━━━ Entries shown ━━━

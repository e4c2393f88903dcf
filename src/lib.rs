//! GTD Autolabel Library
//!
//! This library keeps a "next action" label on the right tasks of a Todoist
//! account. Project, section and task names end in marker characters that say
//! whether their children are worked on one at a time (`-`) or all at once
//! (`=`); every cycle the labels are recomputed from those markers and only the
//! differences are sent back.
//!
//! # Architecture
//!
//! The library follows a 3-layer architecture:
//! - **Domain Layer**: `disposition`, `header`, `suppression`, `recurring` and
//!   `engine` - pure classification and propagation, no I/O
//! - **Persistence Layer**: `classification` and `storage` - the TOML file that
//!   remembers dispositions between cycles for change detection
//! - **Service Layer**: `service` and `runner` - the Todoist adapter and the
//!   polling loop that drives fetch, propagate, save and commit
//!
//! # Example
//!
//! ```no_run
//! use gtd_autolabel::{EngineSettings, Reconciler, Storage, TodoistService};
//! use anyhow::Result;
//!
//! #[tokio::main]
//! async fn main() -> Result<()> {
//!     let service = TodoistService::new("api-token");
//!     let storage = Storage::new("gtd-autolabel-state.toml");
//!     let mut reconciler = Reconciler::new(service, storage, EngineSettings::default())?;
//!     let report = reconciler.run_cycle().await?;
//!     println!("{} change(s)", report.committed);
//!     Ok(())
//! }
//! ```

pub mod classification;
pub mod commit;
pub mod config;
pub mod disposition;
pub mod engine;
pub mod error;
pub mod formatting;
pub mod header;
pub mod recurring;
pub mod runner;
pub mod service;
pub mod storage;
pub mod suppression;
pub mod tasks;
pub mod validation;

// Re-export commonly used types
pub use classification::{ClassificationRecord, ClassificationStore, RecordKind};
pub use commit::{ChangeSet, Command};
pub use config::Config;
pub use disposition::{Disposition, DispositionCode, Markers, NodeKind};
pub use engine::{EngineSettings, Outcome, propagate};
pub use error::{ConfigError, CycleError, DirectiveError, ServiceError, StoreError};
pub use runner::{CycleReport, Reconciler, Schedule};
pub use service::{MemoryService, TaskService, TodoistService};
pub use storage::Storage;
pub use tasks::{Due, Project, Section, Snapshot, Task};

━━━
━━━ Entries shown ━━━

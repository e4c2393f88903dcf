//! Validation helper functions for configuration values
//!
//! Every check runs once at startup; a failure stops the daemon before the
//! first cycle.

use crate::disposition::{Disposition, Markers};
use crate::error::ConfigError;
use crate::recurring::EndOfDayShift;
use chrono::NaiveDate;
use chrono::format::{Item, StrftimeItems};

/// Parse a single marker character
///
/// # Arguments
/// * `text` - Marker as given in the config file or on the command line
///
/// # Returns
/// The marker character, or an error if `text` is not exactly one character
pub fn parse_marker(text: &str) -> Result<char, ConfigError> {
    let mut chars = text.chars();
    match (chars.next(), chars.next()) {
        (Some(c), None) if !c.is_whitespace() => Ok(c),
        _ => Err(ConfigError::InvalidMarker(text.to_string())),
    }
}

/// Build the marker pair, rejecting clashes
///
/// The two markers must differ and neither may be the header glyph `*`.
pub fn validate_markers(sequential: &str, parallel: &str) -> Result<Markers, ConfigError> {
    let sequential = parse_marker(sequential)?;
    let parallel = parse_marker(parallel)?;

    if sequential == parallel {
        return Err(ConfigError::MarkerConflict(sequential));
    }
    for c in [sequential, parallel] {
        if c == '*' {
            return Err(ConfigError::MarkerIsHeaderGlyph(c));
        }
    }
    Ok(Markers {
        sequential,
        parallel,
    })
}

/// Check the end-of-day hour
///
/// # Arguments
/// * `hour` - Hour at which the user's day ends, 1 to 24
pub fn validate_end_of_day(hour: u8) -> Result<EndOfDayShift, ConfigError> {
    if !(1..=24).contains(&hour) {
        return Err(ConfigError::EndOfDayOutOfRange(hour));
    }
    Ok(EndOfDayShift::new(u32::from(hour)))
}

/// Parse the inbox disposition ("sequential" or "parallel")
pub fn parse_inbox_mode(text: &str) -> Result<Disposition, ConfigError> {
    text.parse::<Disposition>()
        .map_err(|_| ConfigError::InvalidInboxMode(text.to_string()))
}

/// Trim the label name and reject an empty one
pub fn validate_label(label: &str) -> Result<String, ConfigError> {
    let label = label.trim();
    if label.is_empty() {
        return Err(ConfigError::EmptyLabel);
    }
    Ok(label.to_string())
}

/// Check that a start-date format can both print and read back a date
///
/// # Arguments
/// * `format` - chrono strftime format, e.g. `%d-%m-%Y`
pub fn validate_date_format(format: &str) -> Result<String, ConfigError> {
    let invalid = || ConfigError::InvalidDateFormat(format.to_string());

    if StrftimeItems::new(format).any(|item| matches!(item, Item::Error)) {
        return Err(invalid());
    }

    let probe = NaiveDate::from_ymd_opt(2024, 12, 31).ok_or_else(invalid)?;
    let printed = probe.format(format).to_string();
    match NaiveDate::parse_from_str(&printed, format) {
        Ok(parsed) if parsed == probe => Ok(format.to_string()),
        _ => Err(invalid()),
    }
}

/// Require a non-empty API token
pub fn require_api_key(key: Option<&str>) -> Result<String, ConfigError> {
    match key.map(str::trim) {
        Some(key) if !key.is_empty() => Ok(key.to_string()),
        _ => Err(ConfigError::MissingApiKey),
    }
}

━━━

**What this task involves:** Report each line of the data in which "runner" occurs.

**Your solution:**
//! - **Service Layer**: `service` and `runner` - the Todoist adapter and the
pub mod runner;
pub use runner::{CycleReport, Reconciler, Schedule};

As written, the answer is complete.